### Work order
Find the line in the entries below that contains "rail = entities.insert(Entity::new_kinematic(Vector::zeros()));". Repeat it exactly, and every line after it through the line that contains "#[derive(Copy, Clone, Debug, PartialEq, Eq, Hash)]".

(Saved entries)
+ + + + +
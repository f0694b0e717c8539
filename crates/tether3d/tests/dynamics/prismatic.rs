use tether3d::dynamics::{Entity, EntitySet};
use tether3d::joints::{Joint, JointSolver, NoRotationJoint, PointOnLineJoint, SolverSettings};
use tether3d::math::{Matrix, Point, Real, Vector};

const DT: Real = 1.0 / 60.0;

#[test]
fn slider_only_moves_along_its_rail() {
    let mut entities = EntitySet::new();
    let rail = entities.insert(Entity::new_kinematic(Vector::zeros()));
    let mut slider = Entity::new_dynamic(Vector::new(0.5, 0.0, 0.0), 1.0, Matrix::identity());
    slider.set_linear_velocity(Vector::new(1.0, 1.0, -1.0));
    slider.set_angular_velocity(Vector::new(1.0, 0.0, 0.5));
    let slider = entities.insert(slider);

    let mut solver = JointSolver::new();
    solver.settings = SolverSettings {
        iteration_count: 15,
        ..SolverSettings::default()
    };
    let line = Joint::<PointOnLineJoint>::point_on_line(
        &entities,
        rail,
        slider,
        &Point::origin(),
        &Vector::x(),
        &Point::new(0.5, 0.0, 0.0),
    )
    .unwrap();
    let _ = solver.insert(line);
    let _ = solver.insert(Joint::<NoRotationJoint>::no_rotation(&entities, rail, slider).unwrap());

    for _ in 0..60 {
        let _ = solver.step(DT, &mut entities).unwrap();
    }

    let slider = &entities[slider];
    approx::assert_relative_eq!(slider.linear_velocity().x, 1.0, epsilon = 1.0e-2);
    assert!(slider.linear_velocity().yz().norm() < 1.0e-2);
    assert!(slider.angular_velocity().norm() < 1.0e-2);
    assert!(slider.position().yz().norm() < 5.0e-2);
    approx::assert_relative_eq!(slider.position().x, 1.5, epsilon = 5.0e-2);
}
use crate::dynamics::EntityHandle;
use smallvec::SmallVec;

/// How a pair of collidables interacts.
///
/// Variants are ordered from the most to the least permissive.
#[derive(Copy, Clone, Debug, Default, PartialEq, Eq, Hash, PartialOrd, Ord)]
#[cfg_attr(feature = "serde-serialize", derive(Serialize, Deserialize))]
pub enum CollisionRule {
    /// Let the next level of rules decide.
    #[default]
    Defer,
    /// Contacts are generated and solved.
    Normal,
    /// Contacts are generated but not solved.
    NoSolver,
    /// Bounding boxes overlap but no contacts are generated.
    NoNarrowPhase,
    /// The pair is never considered.
    NoBroadPhase,
}

/// A group of collidables sharing a collision rule among themselves.
#[derive(Copy, Clone, Debug, PartialEq, Eq, Hash)]
#[cfg_attr(feature = "serde-serialize", derive(Serialize, Deserialize))]
pub struct CollisionGroup {
    /// The identifier of this group.
    pub id: u32,
    /// The rule applied to pairs where both collidables belong to this group.
    pub rule: CollisionRule,
}

/// The rules deciding how a collidable interacts with others.
///
/// Rules are resolved per pair: specific rules first, then group rules, then the most
/// restrictive personal rule.
#[derive(Clone, Debug, Default, PartialEq)]
#[cfg_attr(feature = "serde-serialize", derive(Serialize, Deserialize))]
pub struct CollisionRules {
    /// The rule applied to every pair involving this collidable.
    pub personal: CollisionRule,
    /// The group of this collidable.
    pub group: Option<CollisionGroup>,
    specific: SmallVec<[(EntityHandle, CollisionRule); 4]>,
}

impl CollisionRules {
    /// Rules with only a personal rule.
    pub fn with_personal(personal: CollisionRule) -> Self {
        Self {
            personal,
            ..Default::default()
        }
    }

    /// Sets the rule used against the given entity.
    pub fn set_specific(&mut self, other: EntityHandle, rule: CollisionRule) {
        if let Some(entry) = self.specific.iter_mut().find(|(e, _)| *e == other) {
            entry.1 = rule;
        } else {
            self.specific.push((other, rule));
        }
    }

    /// Removes the rule used against the given entity.
    pub fn remove_specific(&mut self, other: EntityHandle) {
        self.specific.retain(|(e, _)| *e != other);
    }

    /// The rule used against the given entity, if any.
    pub fn specific(&self, other: EntityHandle) -> CollisionRule {
        self.specific
            .iter()
            .find(|(e, _)| *e == other)
            .map(|(_, rule)| *rule)
            .unwrap_or_default()
    }

    /// Resolves the rule applied between two collidables.
    pub fn rule_between(
        a: &CollisionRules,
        a_entity: Option<EntityHandle>,
        b: &CollisionRules,
        b_entity: Option<EntityHandle>,
    ) -> CollisionRule {
        let specific = b_entity
            .map(|e| a.specific(e))
            .unwrap_or_default()
            .max(a_entity.map(|e| b.specific(e)).unwrap_or_default());
        if specific != CollisionRule::Defer {
            return specific;
        }

        if let (Some(ga), Some(gb)) = (a.group, b.group) {
            if ga.id == gb.id && ga.rule != CollisionRule::Defer {
                return ga.rule;
            }
        }

        match a.personal.max(b.personal) {
            CollisionRule::Defer => CollisionRule::Normal,
            rule => rule,
        }
    }
}

#[cfg(test)]
mod test {
    use super::{CollisionGroup, CollisionRule, CollisionRules};
    use crate::dynamics::EntityHandle;

    #[test]
    fn rules_resolution_order() {
        let (ea, eb) = (Some(EntityHandle(0)), Some(EntityHandle(1)));
        let mut a = CollisionRules::default();
        let mut b = CollisionRules::default();
        assert_eq!(CollisionRules::rule_between(&a, ea, &b, eb), CollisionRule::Normal);

        b.personal = CollisionRule::NoSolver;
        assert_eq!(CollisionRules::rule_between(&a, ea, &b, eb), CollisionRule::NoSolver);

        let group = Some(CollisionGroup {
            id: 3,
            rule: CollisionRule::NoBroadPhase,
        });
        a.group = group;
        b.group = group;
        assert_eq!(CollisionRules::rule_between(&a, ea, &b, eb), CollisionRule::NoBroadPhase);

        a.set_specific(EntityHandle(1), CollisionRule::Normal);
        assert_eq!(CollisionRules::rule_between(&a, ea, &b, eb), CollisionRule::Normal);
        a.remove_specific(EntityHandle(1));
        assert_eq!(a.specific(EntityHandle(1)), CollisionRule::Defer);
    }
}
+ + + + +
### Your solution
    let rail = entities.insert(Entity::new_kinematic(Vector::zeros()));
    let mut slider = Entity::new_dynamic(Vector::new(0.5, 0.0, 0.0), 1.0, Matrix::identity());
    slider.set_linear_velocity(Vector::new(1.0, 1.0, -1.0));
    slider.set_angular_velocity(Vector::new(1.0, 0.0, 0.5));
    let slider = entities.insert(slider);

    let mut solver = JointSolver::new();
    solver.settings = SolverSettings {
        iteration_count: 15,
        ..SolverSettings::default()
    };
    let line = Joint::<PointOnLineJoint>::point_on_line(
        &entities,
        rail,
        slider,
        &Point::origin(),
        &Vector::x(),
        &Point::new(0.5, 0.0, 0.0),
    )
    .unwrap();
    let _ = solver.insert(line);
    let _ = solver.insert(Joint::<NoRotationJoint>::no_rotation(&entities, rail, slider).unwrap());

    for _ in 0..60 {
        let _ = solver.step(DT, &mut entities).unwrap();
    }

    let slider = &entities[slider];
    approx::assert_relative_eq!(slider.linear_velocity().x, 1.0, epsilon = 1.0e-2);
    assert!(slider.linear_velocity().yz().norm() < 1.0e-2);
    assert!(slider.angular_velocity().norm() < 1.0e-2);
    assert!(slider.position().yz().norm() < 5.0e-2);
    approx::assert_relative_eq!(slider.position().x, 1.5, epsilon = 5.0e-2);
}
use crate::dynamics::EntityHandle;
use smallvec::SmallVec;

/// How a pair of collidables interacts.
///
/// Variants are ordered from the most to the least permissive.
#[derive(Copy, Clone, Debug, Default, PartialEq, Eq, Hash, PartialOrd, Ord)]
#[cfg_attr(feature = "serde-serialize", derive(Serialize, Deserialize))]
pub enum CollisionRule {
    /// Let the next level of rules decide.
    #[default]
    Defer,
    /// Contacts are generated and solved.
    Normal,
    /// Contacts are generated but not solved.
    NoSolver,
    /// Bounding boxes overlap but no contacts are generated.
    NoNarrowPhase,
    /// The pair is never considered.
    NoBroadPhase,
}

/// A group of collidables sharing a collision rule among themselves.
#[derive(Copy, Clone, Debug, PartialEq, Eq, Hash)]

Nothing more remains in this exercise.